Return the records below character for character.
BEGIN DATA RECORDS
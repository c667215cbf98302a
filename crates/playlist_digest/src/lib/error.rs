#[derive(Debug, thiserror::Error)]
pub enum Error {
    #[error("Parse error: {0}")]
    ParseError(&'static str),
    #[error("JSON error: {0}")]
    Json(#[from] serde_json::Error),
    #[error("Playlist unavailable ({playlist}): {reason}")]
    PlaylistUnavailable { playlist: String, reason: String },
    #[error("Completion call failed for video '{title}': {reason}")]
    CompletionCallFailed { title: String, reason: String },
    #[error("Missing configuration: {0}")]
    MissingConfiguration(&'static str),
    #[error("Cannot {event} while {state}")]
    InvalidTransition {
        state: &'static str,
        event: &'static str,
    },
    #[error("Render error: {0}")]
    Render(String),
}

impl Error {
    pub(crate) fn playlist_unavailable(playlist: impl Into<String>, reason: impl ToString) -> Self {
        Error::PlaylistUnavailable {
            playlist: playlist.into(),
            reason: reason.to_string(),
        }
    }
}

impl From<csv::Error> for Error {
    fn from(e: csv::Error) -> Self {
        Error::Render(e.to_string())
    }
}
pub mod playlist;
pub mod scraper;
pub mod transcript;

use std::{fmt, future::Future, time::Duration};

use chrono::NaiveDate;

use crate::{error::Error, record::PlaylistEntry};

pub const YOUTUBE_BASE_URL: &str = "https://www.youtube.com";

const BROWSER_USER_AGENT: &str =
    "Mozilla/5.0 (X11; Linux x86_64) AppleWebKit/537.36 (KHTML, like Gecko) Chrome/124.0 Safari/537.36";

/// HTTP client for the YouTube scrapers; `timeout` bounds every request.
pub fn http_client(timeout: Duration) -> reqwest::Result<reqwest::Client> {
    reqwest::Client::builder()
        .timeout(timeout)
        .user_agent(BROWSER_USER_AGENT)
        .build()
}

/// Enumerates the members of a playlist, in the order the provider lists them.
pub trait PlaylistScraper {
    const BASE_URL: &str;

    fn scrape_playlist(
        &self,
        playlist: &PlaylistRef,
    ) -> impl Future<Output = Result<Vec<PlaylistEntry>, Error>>;
}

/// Retrieves the transcript of a single video, along with what else its watch page reports.
pub trait TranscriptFetcher {
    fn fetch_transcript(
        &self,
        video_id: &str,
        title: &str,
    ) -> impl Future<Output = TranscriptResult>;
}

pub type TranscriptResult = Result<Transcript, TranscriptError>;

#[derive(Debug, Clone, Default, PartialEq)]
pub struct Transcript {
    pub text: String,
    /// Read off the same page as the caption tracks; playlist pages only show relative dates.
    pub publish_date: Option<NaiveDate>,
}

/// Why a video's transcript could not be obtained.
#[derive(Debug, Clone, PartialEq, Eq, thiserror::Error)]
pub enum TranscriptError {
    #[error("Transcripts are disabled")]
    TranscriptsDisabled,
    #[error("No transcript found")]
    NoTranscriptFound,
    #[error("{0}")]
    Other(String),
}

/// A validated playlist id, parsed from either a bare id or a YouTube URL carrying `list=`.
#[derive(Debug, Clone, PartialEq, Eq)]
pub struct PlaylistRef {
    id: String,
}

impl PlaylistRef {
    pub fn parse(input: &str) -> Result<Self, Error> {
        let input = input.trim();
        if input.is_empty() {
            return Err(Error::MissingConfiguration("playlist URL or id"));
        }

        // Links are often copied without their scheme
        let url = url::Url::parse(input).ok().or_else(|| {
            (input.contains("list=") || input.contains('/'))
                .then(|| url::Url::parse(&format!("https://{input}")).ok())
                .flatten()
        });

        let id = match url {
            Some(url) => {
                let host = url.host_str().unwrap_or_default().to_ascii_lowercase();
                if !(host == "youtu.be" || host == "youtube.com" || host.ends_with(".youtube.com"))
                {
                    return Err(Error::playlist_unavailable(input, "not a YouTube URL"));
                }
                url.query_pairs()
                    .find(|(key, _)| key == "list")
                    .map(|(_, value)| value.into_owned())
                    .ok_or_else(|| {
                        Error::playlist_unavailable(input, "URL has no 'list' parameter")
                    })?
            }
            None => input.to_string(),
        };

        if id.is_empty()
            || !id
                .chars()
                .all(|c| c.is_ascii_alphanumeric() || c == '_' || c == '-')
        {
            return Err(Error::playlist_unavailable(input, "malformed playlist id"));
        }

        Ok(Self { id })
    }

    pub fn id(&self) -> &str {
        &self.id
    }
}

impl fmt::Display for PlaylistRef {
    fn fmt(&self, f: &mut fmt::Formatter<'_>) -> fmt::Result {
        f.write_str(&self.id)
    }
}

#[cfg(test)]
mod tests {
    use super::*;

    #[test]
    fn parses_bare_ids_and_urls() {
        let expected = "PLbpi6ZahtOH6Blw3RGYpWkSByi_T7Rygb";
        for input in [
            "PLbpi6ZahtOH6Blw3RGYpWkSByi_T7Rygb",
            "https://www.youtube.com/playlist?list=PLbpi6ZahtOH6Blw3RGYpWkSByi_T7Rygb",
            "https://youtube.com/watch?v=dQw4w9WgXcQ&list=PLbpi6ZahtOH6Blw3RGYpWkSByi_T7Rygb&index=2",
            "  https://m.youtube.com/playlist?list=PLbpi6ZahtOH6Blw3RGYpWkSByi_T7Rygb  ",
            "www.youtube.com/playlist?list=PLbpi6ZahtOH6Blw3RGYpWkSByi_T7Rygb",
            "youtube.com/playlist?list=PLbpi6ZahtOH6Blw3RGYpWkSByi_T7Rygb",
        ] {
            let playlist = PlaylistRef::parse(input).expect(input);
            assert_eq!(playlist.id(), expected);
        }
    }

    #[test]
    fn rejects_invalid_references() {
        assert!(matches!(
            PlaylistRef::parse(""),
            Err(Error::MissingConfiguration(_))
        ));
        for input in [
            "https://www.youtube.com/watch?v=dQw4w9WgXcQ",
            "https://vimeo.com/playlist?list=abc",
            "vimeo.com/playlist?list=abc",
            "www.youtube.com/watch?v=dQw4w9WgXcQ",
            "not a playlist",
        ] {
            assert!(
                matches!(
                    PlaylistRef::parse(input),
                    Err(Error::PlaylistUnavailable { .. })
                ),
                "{input} should be rejected"
            );
        }
    }
}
END DATA RECORDS
RESULT OF THIS TASK:
repository c667215cbf98302a
filename crates/playlist_digest/src/lib/error.rs
#[derive(Debug, thiserror::Error)]
pub enum Error {
    #[error("Parse error: {0}")]
    ParseError(&'static str),
    #[error("JSON error: {0}")]
    Json(#[from] serde_json::Error),
    #[error("Playlist unavailable ({playlist}): {reason}")]
    PlaylistUnavailable { playlist: String, reason: String },
    #[error("Completion call failed for video '{title}': {reason}")]
    CompletionCallFailed { title: String, reason: String },
    #[error("Missing configuration: {0}")]
    MissingConfiguration(&'static str),
    #[error("Cannot {event} while {state}")]
    InvalidTransition {
        state: &'static str,
        event: &'static str,
    },
    #[error("Render error: {0}")]
    Render(String),
}

impl Error {
    pub(crate) fn playlist_unavailable(playlist: impl Into<String>, reason: impl ToString) -> Self {
        Error::PlaylistUnavailable {
            playlist: playlist.into(),
            reason: reason.to_string(),
        }
    }
}

impl From<csv::Error> for Error {
    fn from(e: csv::Error) -> Self {
        Error::Render(e.to_string())
    }
}
pub mod playlist;
pub mod scraper;
pub mod transcript;

use std::{fmt, future::Future, time::Duration};

use chrono::NaiveDate;

use crate::{error::Error, record::PlaylistEntry};

pub const YOUTUBE_BASE_URL: &str = "https://www.youtube.com";

const BROWSER_USER_AGENT: &str =
    "Mozilla/5.0 (X11; Linux x86_64) AppleWebKit/537.36 (KHTML, like Gecko) Chrome/124.0 Safari/537.36";

/// HTTP client for the YouTube scrapers; `timeout` bounds every request.
pub fn http_client(timeout: Duration) -> reqwest::Result<reqwest::Client> {
    reqwest::Client::builder()
        .timeout(timeout)
        .user_agent(BROWSER_USER_AGENT)
        .build()
}

/// Enumerates the members of a playlist, in the order the provider lists them.
pub trait PlaylistScraper {
    const BASE_URL: &str;

    fn scrape_playlist(
        &self,
        playlist: &PlaylistRef,
    ) -> impl Future<Output = Result<Vec<PlaylistEntry>, Error>>;
}

/// Retrieves the transcript of a single video, along with what else its watch page reports.
pub trait TranscriptFetcher {
    fn fetch_transcript(
        &self,
        video_id: &str,
        title: &str,
    ) -> impl Future<Output = TranscriptResult>;
}

pub type TranscriptResult = Result<Transcript, TranscriptError>;

#[derive(Debug, Clone, Default, PartialEq)]
pub struct Transcript {
    pub text: String,
    /// Read off the same page as the caption tracks; playlist pages only show relative dates.
    pub publish_date: Option<NaiveDate>,
}

/// Why a video's transcript could not be obtained.
#[derive(Debug, Clone, PartialEq, Eq, thiserror::Error)]
pub enum TranscriptError {
    #[error("Transcripts are disabled")]
    TranscriptsDisabled,
    #[error("No transcript found")]
    NoTranscriptFound,
    #[error("{0}")]
    Other(String),
}

/// A validated playlist id, parsed from either a bare id or a YouTube URL carrying `list=`.
#[derive(Debug, Clone, PartialEq, Eq)]
pub struct PlaylistRef {
    id: String,
}

impl PlaylistRef {
    pub fn parse(input: &str) -> Result<Self, Error> {
        let input = input.trim();
        if input.is_empty() {
            return Err(Error::MissingConfiguration("playlist URL or id"));
        }

        // Links are often copied without their scheme
        let url = url::Url::parse(input).ok().or_else(|| {
            (input.contains("list=") || input.contains('/'))
                .then(|| url::Url::parse(&format!("https://{input}")).ok())
                .flatten()
        });

        let id = match url {
            Some(url) => {
                let host = url.host_str().unwrap_or_default().to_ascii_lowercase();
                if !(host == "youtu.be" || host == "youtube.com" || host.ends_with(".youtube.com"))
                {
                    return Err(Error::playlist_unavailable(input, "not a YouTube URL"));
                }
                url.query_pairs()
                    .find(|(key, _)| key == "list")
                    .map(|(_, value)| value.into_owned())
                    .ok_or_else(|| {
                        Error::playlist_unavailable(input, "URL has no 'list' parameter")
                    })?
            }
            None => input.to_string(),
        };

        if id.is_empty()
            || !id
                .chars()
                .all(|c| c.is_ascii_alphanumeric() || c == '_' || c == '-')
        {
            return Err(Error::playlist_unavailable(input, "malformed playlist id"));
        }

        Ok(Self { id })
    }

    pub fn id(&self) -> &str {
        &self.id
    }
}

impl fmt::Display for PlaylistRef {
    fn fmt(&self, f: &mut fmt::Formatter<'_>) -> fmt::Result {
        f.write_str(&self.id)
    }
}

#[cfg(test)]
mod tests {
    use super::*;

    #[test]
    fn parses_bare_ids_and_urls() {
        let expected = "PLbpi6ZahtOH6Blw3RGYpWkSByi_T7Rygb";
        for input in [
            "PLbpi6ZahtOH6Blw3RGYpWkSByi_T7Rygb",
            "https://www.youtube.com/playlist?list=PLbpi6ZahtOH6Blw3RGYpWkSByi_T7Rygb",
            "https://youtube.com/watch?v=dQw4w9WgXcQ&list=PLbpi6ZahtOH6Blw3RGYpWkSByi_T7Rygb&index=2",
            "  https://m.youtube.com/playlist?list=PLbpi6ZahtOH6Blw3RGYpWkSByi_T7Rygb  ",
            "www.youtube.com/playlist?list=PLbpi6ZahtOH6Blw3RGYpWkSByi_T7Rygb",
            "youtube.com/playlist?list=PLbpi6ZahtOH6Blw3RGYpWkSByi_T7Rygb",
        ] {
            let playlist = PlaylistRef::parse(input).expect(input);
            assert_eq!(playlist.id(), expected);
        }
    }

    #[test]
    fn rejects_invalid_references() {
        assert!(matches!(
            PlaylistRef::parse(""),
            Err(Error::MissingConfiguration(_))
        ));
        for input in [
            "https://www.youtube.com/watch?v=dQw4w9WgXcQ",
            "https://vimeo.com/playlist?list=abc",
            "vimeo.com/playlist?list=abc",
            "www.youtube.com/watch?v=dQw4w9WgXcQ",
            "not a playlist",
        ] {
            assert!(
                matches!(
                    PlaylistRef::parse(input),
                    Err(Error::PlaylistUnavailable { .. })
                ),
                "{input} should be rejected"
            );
        }
    }
}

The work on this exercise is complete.